PIP3‐dependent Rac exchanger 1 (P‐Rex1) promotes prostate cancer cell migration

Abstract

Activation of Rac by guanine-nucleotide exchange factors (GEFs) has been suggested to play an important role in cell migration which is critical for tumor metastasis. Here we investigated the role of P-Rex1, a novel specific GEF for Rac, in human prostate cancer cell migration. PCR and immunofluorescent staining showed that the expression of P-Rex1 was undetectable in normal prostate epithelial cells (PrEC) and less metastatic LNCaP cells but significantly increased in more metastatic prostate cancer cell lines (DU-145, PC-3-LN4 and PC-3). Our study also revealed increased P-Rex1 protein level in human prostate tumor specimens compared to the corresponding normal prostate tissues. Using an in vitro transwell migration chamber assay, we found that NIH-3T3 conditioned media (3T3-CM) can induce prostate cancer cell migration which positively correlates with expression levels of P-Rex1. Exogenously expressed P-Rex1 enhanced Gi-coupled receptor-dependent migration of PC-3-LN4 cells up to four-fold in a dose-dependent manner.

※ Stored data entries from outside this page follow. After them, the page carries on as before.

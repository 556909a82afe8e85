//! End-to-end engine tests against an in-memory SQLite store.

use approx::assert_relative_eq;
use chrono::NaiveDate;
use cifras_core::{
  Error,
  catalog::{
    Country, Currency, Maestro, MaestroFields, NewFamily, NewSubFamily, NewVariable, Valuation,
  },
  series::{DateRange, Observation, Periodicity, Pid, SeriesKey},
  store::SeriesStore,
};
use cifras_store_sqlite::SqliteStore;

use crate::{
  AnalyticsConfig, OmitReason, Reader, dcp, dollar_inflation, implicit, policy, tenders, ticker,
  tidy, yield_curve,
};

const UY: i64 = 858;

fn d(y: i32, m: u32, day: u32) -> NaiveDate { NaiveDate::from_ymd_opt(y, m, day).unwrap() }

struct Fixture {
  store:     SqliteStore,
  subfamily: i64,
}

impl Fixture {
  async fn new() -> Self {
    let store = SqliteStore::open_in_memory().await.expect("in-memory store");
    let fam = store.create_family(NewFamily { name: "Indicadores".into() }).await.unwrap();
    let sub = store
      .create_subfamily(NewSubFamily { name: "Varios".into(), family_id: fam.id })
      .await
      .unwrap();
    let fx = Self { store, subfamily: sub.id };
    fx.country(UY, "Uruguay").await;
    fx
  }

  fn reader(&self) -> Reader<'_, SqliteStore> { Reader::new(&self.store) }

  async fn country(&self, id: i64, name: &str) {
    self.store.create_country(Country { id, name: name.into() }).await.unwrap();
  }

  async fn variable(
    &self,
    id: i64,
    name: &str,
    valuation: Option<Valuation>,
    currency: Option<Currency>,
  ) {
    if self.store.get_variable(id).await.unwrap().is_some() {
      return;
    }
    self
      .store
      .create_variable(NewVariable {
        id:              Some(id),
        name:            name.into(),
        subfamily_id:    self.subfamily,
        nominal_or_real: valuation,
        currency,
        series_type_id:  None,
      })
      .await
      .unwrap();
  }

  /// Declare `key` (creating a plain variable if needed) and load its points.
  async fn series(&self, key: SeriesKey, periodicity: Periodicity, points: &[(NaiveDate, f64)]) {
    self.variable(key.variable_id, &format!("Variable {}", key.variable_id), None, None).await;
    self
      .store
      .create_maestro(Maestro::new(key, MaestroFields::new(periodicity)))
      .await
      .unwrap();
    let rows = points.iter().map(|&(date, v)| Observation::new(key, date, v)).collect();
    self.store.store_observations(rows).await.unwrap();
  }
}

fn months(values: &[f64]) -> Vec<(NaiveDate, f64)> {
  values
    .iter()
    .enumerate()
    .map(|(i, &v)| (d(2023, 1 + i as u32, 1), v))
    .collect()
}

// ─── DCP ─────────────────────────────────────────────────────────────────────

async fn dcp_fixture() -> Fixture {
  let f = Fixture::new().await;
  f.variable(220, "Carne real", Some(Valuation::Real), Some(Currency::Usd)).await;
  f.variable(221, "Carne nominal", Some(Valuation::Nominal), Some(Currency::Usd)).await;
  f.variable(222, "Queso", Some(Valuation::Nominal), Some(Currency::Eur)).await;
  f.variable(223, "Leche", Some(Valuation::Nominal), Some(Currency::Uyu)).await;
  let prices = months(&[100.0, 110.0, 121.0]);
  f.series(SeriesKey::new(220, UY), Periodicity::Monthly, &prices).await;
  f.series(SeriesKey::new(221, UY), Periodicity::Monthly, &prices).await;
  f.series(SeriesKey::new(222, UY), Periodicity::Monthly, &prices).await;
  f.series(SeriesKey::new(223, UY), Periodicity::Monthly, &[]).await;
  f.series(SeriesKey::new(20, UY), Periodicity::Monthly, &months(&[40.0, 40.0, 40.0])).await;
  f.series(SeriesKey::new(9, UY), Periodicity::Monthly, &months(&[100.0, 105.0, 110.0])).await;
  f
}

fn q1_2023() -> DateRange { DateRange::between(d(2023, 1, 1), d(2023, 3, 1)).unwrap() }

#[tokio::test]
async fn dcp_real_usd_product_normalizes_to_100() {
  let f = dcp_fixture().await;
  let cfg = AnalyticsConfig::default();
  let out = dcp::indices(f.reader(), &cfg, &[Pid(2_200_858)], q1_2023()).await.unwrap();

  let s = &out.series[0];
  let values: Vec<f64> = s.points.iter().map(|p| p.value).collect();
  assert_eq!(values[0], 100.0);
  assert_relative_eq!(values[1], 110.0, epsilon = 1e-9);
  assert_relative_eq!(values[2], 121.0, epsilon = 1e-9);
  assert_relative_eq!(s.summary.variation_percent, 21.0, epsilon = 1e-9);
}

#[tokio::test]
async fn dcp_nominal_product_is_deflated_by_cpi() {
  let f = dcp_fixture().await;
  let cfg = AnalyticsConfig::default();
  let out = dcp::indices(f.reader(), &cfg, &[Pid(2_210_858)], q1_2023()).await.unwrap();

  let values: Vec<f64> = out.series[0].points.iter().map(|p| p.value).collect();
  assert_eq!(values[0], 100.0);
  assert_relative_eq!(values[1], 104.761_904_76, epsilon = 1e-6);
  assert_relative_eq!(values[2], 110.0, epsilon = 1e-9);
  assert_relative_eq!(out.series[0].summary.variation_percent, 10.0, epsilon = 1e-9);
}

#[tokio::test]
async fn dcp_bad_products_are_omitted_not_failed() {
  let f = dcp_fixture().await;
  let cfg = AnalyticsConfig::default();
  let pids = [Pid(2_200_858), Pid(2_220_858), Pid(2_230_858), Pid(9_990_858)];
  let out = dcp::indices(f.reader(), &cfg, &pids, q1_2023()).await.unwrap();

  assert_eq!(out.series.len(), 1);
  let reasons: Vec<OmitReason> = out.omitted.iter().map(|o| o.reason).collect();
  assert_eq!(reasons, vec![
    OmitReason::NoFx,
    OmitReason::NoPricesInRange,
    OmitReason::NotFound
  ]);
}

#[tokio::test]
async fn dcp_with_only_missing_references_is_unavailable() {
  let f = dcp_fixture().await;
  let cfg = AnalyticsConfig::default();
  let err = dcp::indices(f.reader(), &cfg, &[Pid(2_220_858)], q1_2023()).await;
  assert!(matches!(err, Err(Error::Unavailable(_))));
}

#[tokio::test]
async fn dcp_single_point_window_is_omitted() {
  let f = dcp_fixture().await;
  let cfg = AnalyticsConfig::default();
  let window = DateRange::between(d(2023, 3, 1), d(2023, 3, 31)).unwrap();
  let out = dcp::indices(f.reader(), &cfg, &[Pid(2_200_858)], window).await.unwrap();
  assert!(out.series.is_empty());
  assert_eq!(out.omitted[0].reason, OmitReason::FewerThanTwoPoints);
  assert_eq!(out.omitted[0].last_data_date, Some(d(2023, 3, 1)));
}

#[tokio::test]
async fn variations_are_ranked() {
  let f = dcp_fixture().await;
  let cfg = AnalyticsConfig::default();
  let desc = dcp::variations(f.reader(), &cfg, q1_2023(), dcp::SortOrder::Desc).await.unwrap();
  let ranked: Vec<Pid> = desc.items.iter().map(|v| v.pid).collect();
  // Real product (+21%) ahead of the CPI deflated one (+10%); the flat FX and
  // CPI series themselves are products too.
  let real = ranked.iter().position(|&p| p == Pid(2_200_858)).unwrap();
  let nominal = ranked.iter().position(|&p| p == Pid(2_210_858)).unwrap();
  assert!(real < nominal);
  assert!(desc.items.windows(2).all(|w| w[0].variation_percent >= w[1].variation_percent));

  let asc = dcp::variations(f.reader(), &cfg, q1_2023(), dcp::SortOrder::Asc).await.unwrap();
  assert!(asc.items.windows(2).all(|w| w[0].variation_percent <= w[1].variation_percent));
}

// ─── Dollar inflation ────────────────────────────────────────────────────────

async fn dollar_fixture() -> Fixture {
  let f = Fixture::new().await;
  f.country(32, "Argentina").await;
  f.country(152, "Chile").await;
  f.series(SeriesKey::new(20, 32), Periodicity::Daily, &[
    (d(2024, 1, 2), 800.0),
    (d(2024, 1, 3), 820.0),
    (d(2024, 2, 1), 900.0),
  ])
  .await;
  f.series(SeriesKey::new(9, 32), Periodicity::Monthly, &[
    (d(2024, 1, 1), 100.0),
    (d(2024, 2, 1), 120.0),
  ])
  .await;
  f
}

Knockdown of endogenous P-Rex1 by small interfering RNA reduced the migration of PC-3 cells. Furthermore, exogenous expression of P-Rex1 in PC-3-LN4 cells induced strong Rac-dependent lamellipodia. Our results suggest that up-regulation of P-Rex1 promotes prostate cancer cell migration and contributes to the metastasis of prostate cancer. (The Nebraska State LB595 to Y. Tu.)